Rubrique "Relever un challenge"

Je pars rencontrer à Pleucadeuc un couple amoureux de la vie, rayonnant et passionné de voyages, de théâtre et de photographies. Marie et Patrick Rougier, émouvants inséparables et heureux de vivre leurs rêves.

Bonheurs Anonymes : Qui êtes-vous ?

Marie et Patrick : Nous nous sommes connus en 1975, on a vécu chacun chez soi pendant 25 ans. Nous nous sommes mariés en 2001, et nous vivons ensemble depuis 2003 ! 

Nous intervenons de façon ponctuelle dans des associations mais aimons avoir du temps à nous. Pour que la vie de tous les jours soit un plaisir, il faut prendre le temps et apprécier ce que l’on fait : manger, dormir, entretenir …

Marie : j’ai fait un AVC et une hémiplégie en 2004, j’ai été trois semaines entre la vie et la mort. J’ai fait de la rééducation à Kerpape avec la volonté de remarcher, pour ne pas être esclave de mon fauteuil roulant. Je voulais m’en sortir. Je voulais vivre, debout. 

J’ai ré-appris à parler, à écrire de la main gauche, à conduire.

«Le bonheur fait du bruit quand il s’en va.»

Patrick : Grâce à sa force de vie, elle progresse encore dans sa rééducation même trois ans après. 

Marie : On aimait déjà la vie avant, mais depuis on en profite encore plus. On voyage beaucoup : Chine, Indonésie, Inde, Norvège, Suède, Algérie, Soudan, Mali, toute l’Europe ! Afrique du sud, États-Unis, Mexique, Pérou, Bolivie, Canada…  

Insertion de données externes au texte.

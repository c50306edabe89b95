//! Repair of line fragmentation introduced by PDF layout.
//!
//! PDFs hard-wrap prose at the column width and split words with hyphens.
//! [`join_hyphenated`] glues split words back together, then
//! [`ParagraphReassembler`] walks the lines once, merging a line into the
//! previous one when the [`ContinuationRule`] says it resumes mid-sentence.
//!
//! Known limitation: with [`LowercaseContinuation`], a genuine new sentence
//! that starts with a lower-case word is merged into the previous line.

use crate::headings::HeadingClassifier;
use crate::models::LogicalLine;
use crate::noise::LineNoiseFilter;
use regex::Regex;
use std::sync::LazyLock;
use tracing::debug;

pub const DEFAULT_TERMINATORS: [char; 7] = ['.', '!', '?', ':', ')', ']', '"'];

static HYPHEN_BREAK: LazyLock<Regex> = LazyLock::new(|| {
    Regex::new(r"(\p{L})-[ \t]*\n[ \t]*").expect("hyphen break pattern is valid")
});

/// Joins words split by a hyphen at the end of a line.
pub fn join_hyphenated(text: &str) -> String {
    HYPHEN_BREAK.replace_all(text, "$1").into_owned()
}

pub trait ContinuationRule: Send + Sync {
    /// Whether `current` resumes the sentence left open by `previous`.
    /// Both are trimmed.
    fn continues(&self, previous: &str, current: &str) -> bool;
}

/// A line continues the previous one when the previous line lacks terminal
/// punctuation and the current line starts lower-case.
#[derive(Debug, Clone)]
pub struct LowercaseContinuation {
    pub terminators: Vec<char>,
}

impl Default for LowercaseContinuation {
    fn default() -> Self {
        Self {
            terminators: DEFAULT_TERMINATORS.to_vec(),
        }
    }
}

impl ContinuationRule for LowercaseContinuation {
    fn continues(&self, previous: &str, current: &str) -> bool {
        let open = previous
            .chars()
            .last()
            .is_some_and(|last| !self.terminators.contains(&last));
        let resumes = current.chars().next().is_some_and(char::is_lowercase);
        open && resumes
    }
}

#[derive(Debug, Default, Clone, Copy, PartialEq, Eq)]
pub struct ReassemblyStats {
    pub lines_in: usize,
    pub noise_dropped: usize,
    pub headings: usize,
    pub merges: usize,
}

pub struct ParagraphReassembler {
    headings: HeadingClassifier,
    continuation: Box<dyn ContinuationRule>,
    line_noise: LineNoiseFilter,
}

impl ParagraphReassembler {
    pub fn new(
        headings: HeadingClassifier,
        continuation: Box<dyn ContinuationRule>,
        line_noise: LineNoiseFilter,
    ) -> Self {
        Self {
            headings,
            continuation,
            line_noise,
        }
    }

    pub fn reassemble<'a, I>(&self, lines: I) -> Vec<LogicalLine>
    where
        I: IntoIterator<Item = &'a str>,
    {
        self.reassemble_with_stats(lines).0
    }

    pub fn reassemble_with_stats<'a, I>(&self, lines: I) -> (Vec<LogicalLine>, ReassemblyStats)
    where
        I: IntoIterator<Item = &'a str>,
    {
        let mut output: Vec<LogicalLine> = Vec::new();
        let mut stats = ReassemblyStats::default();

        for raw in lines {
            stats.lines_in += 1;
            let line = raw.trim();
            if line.is_empty() {
                continue;
            }

            if self.line_noise.is_noise(line) {
                stats.noise_dropped += 1;
                continue;
            }

            if let Some(heading) = self.headings.classify(line) {
                stats.headings += 1;
                output.push(LogicalLine::Heading(heading));
                continue;
            }

            if let Some(LogicalLine::Body(previous)) = output.last_mut() {
                if self.continuation.continues(previous.trim_end(), line) {
                    previous.push(' ');
                    previous.push_str(line);
                    stats.merges += 1;
                    continue;
                }
            }

            output.push(LogicalLine::Body(line.to_string()));
        }

        debug!(
            lines_in = stats.lines_in,
            lines_out = output.len(),
            noise_dropped = stats.noise_dropped,
            headings = stats.headings,
            merges = stats.merges,
            "reassembled paragraphs"
        );

        (output, stats)
    }
}

impl Default for ParagraphReassembler {
    fn default() -> Self {
        Self::new(
            HeadingClassifier::default(),
            Box::new(LowercaseContinuation::default()),
            LineNoiseFilter::empty(),
        )
    }
}

#[cfg(test)]
mod tests {
    use super::*;
    use crate::models::{Heading, HeadingLevel};

    fn body(text: &str) -> LogicalLine {
        LogicalLine::Body(text.to_string())
    }

    #[test]
    fn hyphenated_lines_are_joined_then_merged() {
        let joined = join_hyphenated("This is a sen-\ntence that con-\ntinues here.");
        let lines = ParagraphReassembler::default().reassemble(joined.lines());

        assert_eq!(lines, vec![body("This is a sentence that continues here.")]);
    }

    #[test]
    fn open_line_merges_with_lowercase_continuation() {
        let lines =
            ParagraphReassembler::default().reassemble(["The rule states", "that units must move."]);

        assert_eq!(lines, vec![body("The rule states that units must move.")]);
    }

    #[test]
    fn terminal_punctuation_or_capital_start_begins_new_line() {
        let lines = ParagraphReassembler::default().reassemble([
            "Units must move.",
            "then they shoot",
            "Next sentence starts here",
        ]);

        assert_eq!(
            lines,
            vec![
                body("Units must move."),
                body("then they shoot"),
                body("Next sentence starts here"),
            ]
        );
    }

    #[test]
    fn headings_are_never_merge_targets() {
        let lines =
            ParagraphReassembler::default().reassemble(["", "  MOVEMENT  ", "units advance", "   "]);

        assert_eq!(
            lines,
            vec![
                LogicalLine::Heading(Heading::new(HeadingLevel::Section, "MOVEMENT")),
                body("units advance"),
            ]
        );
    }

    #[test]
    fn long_or_numbered_caps_lines_stay_body_text() {
        let lines = ParagraphReassembler::default().reassemble([
            "FALL WEISS – THE INVASION OF POLAND, SEPTEMBER 1939",
            "A UNIT THAT IS PINNED MUST TAKE A TEST",
            "FIRE AND MANOEUVRE RULES",
            "units may advance.",
        ]);

        assert_eq!(
            lines,
            vec![
                body("FALL WEISS – THE INVASION OF POLAND, SEPTEMBER 1939"),
                body("A UNIT THAT IS PINNED MUST TAKE A TEST"),
                LogicalLine::Heading(Heading::new(
                    HeadingLevel::Section,
                    "Fire And Manoeuvre Rules"
                )),
                body("units may advance."),
            ]
        );
    }

    #[test]
    fn caps_sentence_without_terminator_takes_continuation() {
        let lines = ParagraphReassembler::default()
            .reassemble(["ALL UNITS IN THE OPEN AT LONG RANGE", "suffer a further penalty."]);

        assert_eq!(
            lines,
            vec![body(
                "ALL UNITS IN THE OPEN AT LONG RANGE suffer a further penalty."
            )]
        );
    }

    #[test]
    fn line_noise_is_dropped_before_merging() {
        let reassembler = ParagraphReassembler::new(
            HeadingClassifier::default(),
            Box::new(LowercaseContinuation::default()),
            LineNoiseFilter::with_default_rules().expect("default rules compile"),
        );

        let (lines, stats) = reassembler.reassemble_with_stats([
            "A unit that is",
            "RULES SUMMARY 311",
            "pinned must test.",
        ]);

        assert_eq!(lines, vec![body("A unit that is pinned must test.")]);
        assert_eq!(stats.noise_dropped, 1);
        assert_eq!(stats.merges, 1);
    }

    #[test]
    fn known_limitation_lowercase_sentence_is_merged() {
        let lines = ParagraphReassembler::default().reassemble(["See the table below", "iPhones are banned."]);
        assert_eq!(lines.len(), 1);
    }

    #[test]
    fn hyphen_join_leaves_dash_lists_alone() {
        assert_eq!(join_hyphenated("Options:\n- rifle\n- smg"), "Options:\n- rifle\n- smg");
        assert_eq!(join_hyphenated("Pin-\n  ned"), "Pinned");
    }
}
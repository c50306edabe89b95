use crate::artifacts::write_atomic;
use crate::embeddings::cosine_similarity;
use crate::error::{IngestError, QueryError};
use crate::models::{Chunk, RetrievedChunk};
use crate::traits::VectorIndex;
use async_trait::async_trait;
use serde::{Deserialize, Serialize};
use std::cmp::Ordering;
use std::fs;
use std::path::Path;
use tracing::debug;

#[derive(Debug, Clone, Serialize, Deserialize, PartialEq)]
struct IndexEntry {
    chunk: Chunk,
    vector: Vec<f32>,
}

/// Exact cosine search over every stored vector, persisted as one JSON file.
#[derive(Debug, Clone, Serialize, Deserialize, PartialEq)]
pub struct FlatIndex {
    dimensions: usize,
    entries: Vec<IndexEntry>,
}

impl FlatIndex {
    pub fn new(dimensions: usize) -> Self {
        Self {
            dimensions,
            entries: Vec::new(),
        }
    }

    pub fn dimensions(&self) -> usize {
        self.dimensions
    }

    pub fn len(&self) -> usize {
        self.entries.len()
    }

    pub fn is_empty(&self) -> bool {
        self.entries.is_empty()
    }

    pub fn save(&self, path: &Path) -> Result<(), IngestError> {
        let encoded = serde_json::to_vec(self)?;
        write_atomic(path, &encoded)?;
        debug!(path = %path.display(), entries = self.entries.len(), "saved vector index");
        Ok(())
    }

    pub fn load(path: &Path) -> Result<Self, IngestError> {
        if !path.exists() {
            return Err(IngestError::MissingInput(path.to_path_buf()));
        }
        let bytes = fs::read(path)?;
        Ok(serde_json::from_slice(&bytes)?)
    }

    fn check_dimensions(&self, vector: &[f32]) -> Result<(), QueryError> {
        if vector.len() != self.dimensions {
            return Err(QueryError::DimensionMismatch {
                expected: self.dimensions,
                actual: vector.len(),
            });
        }
        Ok(())
    }
}

#[async_trait]
impl VectorIndex for FlatIndex {
    async fn index_chunks(
        &mut self,
        chunks: &[Chunk],
        embeddings: &[Vec<f32>],
    ) -> Result<(), QueryError> {
        if chunks.len() != embeddings.len() {
            return Err(QueryError::Request(format!(
                "embedding count {} doesn't match chunk count {}",
                embeddings.len(),
                chunks.len()
            )));
        }
        for embedding in embeddings {
            self.check_dimensions(embedding)?;
        }

        self.entries.extend(
            chunks
                .iter()
                .zip(embeddings.iter())
                .map(|(chunk, vector)| IndexEntry {
                    chunk: chunk.clone(),
                    vector: vector.clone(),
                }),
        );
        Ok(())
    }

    async fn search(
        &self,
        query_vector: &[f32],
        top_k: usize,
    ) -> Result<Vec<RetrievedChunk>, QueryError> {
        self.check_dimensions(query_vector)?;

        let mut scored: Vec<(f32, &IndexEntry)> = self
            .entries
            .iter()
            .map(|entry| (cosine_similarity(query_vector, &entry.vector), entry))
            .collect();

        scored.sort_by(|(left_score, left), (right_score, right)| {
            right_score
                .partial_cmp(left_score)
                .unwrap_or(Ordering::Equal)
                .then_with(|| {
                    left.chunk
                        .metadata
                        .chunk_index
                        .cmp(&right.chunk.metadata.chunk_index)
                })
        });

        Ok(scored
            .into_iter()
            .take(top_k)
            .map(|(score, entry)| RetrievedChunk {
                chunk: entry.chunk.clone(),
                score,
            })
            .collect())
    }
}

#[cfg(test)]
mod tests {
    use super::*;
    use crate::models::ChunkMetadata;
    use tempfile::tempdir;

    fn chunk(index: u64, text: &str) -> Chunk {
        Chunk {
            text: text.to_string(),
            metadata: ChunkMetadata {
                chunk_id: format!("chunk-{index}"),
                source: "rules.txt".to_string(),
                chunk_index: index,
                start_offset: 0,
                char_len: text.chars().count(),
                section: None,
            },
        }
    }

    #[tokio::test]
    async fn search_orders_by_score_then_chunk_index() {
        let mut index = FlatIndex::new(2);
        index
            .index_chunks(
                &[chunk(2, "c"), chunk(0, "a"), chunk(1, "b")],
                &[vec![1.0, 0.0], vec![0.0, 1.0], vec![1.0, 0.0]],
            )
            .await
            .expect("index");

        let hits = index.search(&[1.0, 0.0], 3).await.expect("search");
        let order: Vec<u64> = hits
            .iter()
            .map(|hit| hit.chunk.metadata.chunk_index)
            .collect();

        assert_eq!(order, vec![1, 2, 0]);
        assert!(hits[0].score > hits[2].score);
        assert_eq!(index.search(&[1.0, 0.0], 1).await.expect("search").len(), 1);
    }

    #[tokio::test]
    async fn mismatched_dimensions_are_rejected() {
        let mut index = FlatIndex::new(3);

        let stored = index.index_chunks(&[chunk(0, "a")], &[vec![1.0]]).await;
        assert!(matches!(
            stored,
            Err(QueryError::DimensionMismatch {
                expected: 3,
                actual: 1
            })
        ));
        assert!(index.search(&[1.0, 0.0], 4).await.is_err());
        assert!(index.index_chunks(&[chunk(0, "a")], &[]).await.is_err());
    }

    #[tokio::test]
    async fn saved_index_loads_back() -> Result<(), Box<dyn std::error::Error>> {
        let dir = tempdir()?;
        let path = dir.path().join("vector_index_en.json");
        let mut index = FlatIndex::new(2);
        index
            .index_chunks(&[chunk(0, "first"), chunk(1, "second")], &[vec![0.6, 0.8], vec![1.0, 0.0]])
            .await?;

        index.save(&path)?;
        let loaded = FlatIndex::load(&path)?;

        assert_eq!(loaded, index);
        assert_eq!(loaded.len(), 2);
        assert!(matches!(
            FlatIndex::load(&dir.path().join("absent.json")),
            Err(IngestError::MissingInput(_))
        ));
        Ok(())
    }
}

Quand vous aviez 16 ans, comment voyiez-vous votre vie d’adulte ?

Patrick : On ne se posait pas la question, on ne pensait pas à l’avenir. J’ai été bien le jour où j’ai quitté l’école, j’ai eu l’impression de vivre. Avant la vie était un carcan.

Marie : Je vivais au jour le jour.

Qu’aimez-vous dans la vie ? Qu’est ce qui vous rend heureux ?

Les voyages : l’attirance de l’être humain, le site, l’histoire, les coutumes, les religions, elles rassurent et rassemblent les peuples, c’est très riches de connaître les dieux, les prophètes, exceptés les fanatismes…. C’est un monde à part qui nous permet de comprendre ce qui se vit dans le pays dans lequel on arrive.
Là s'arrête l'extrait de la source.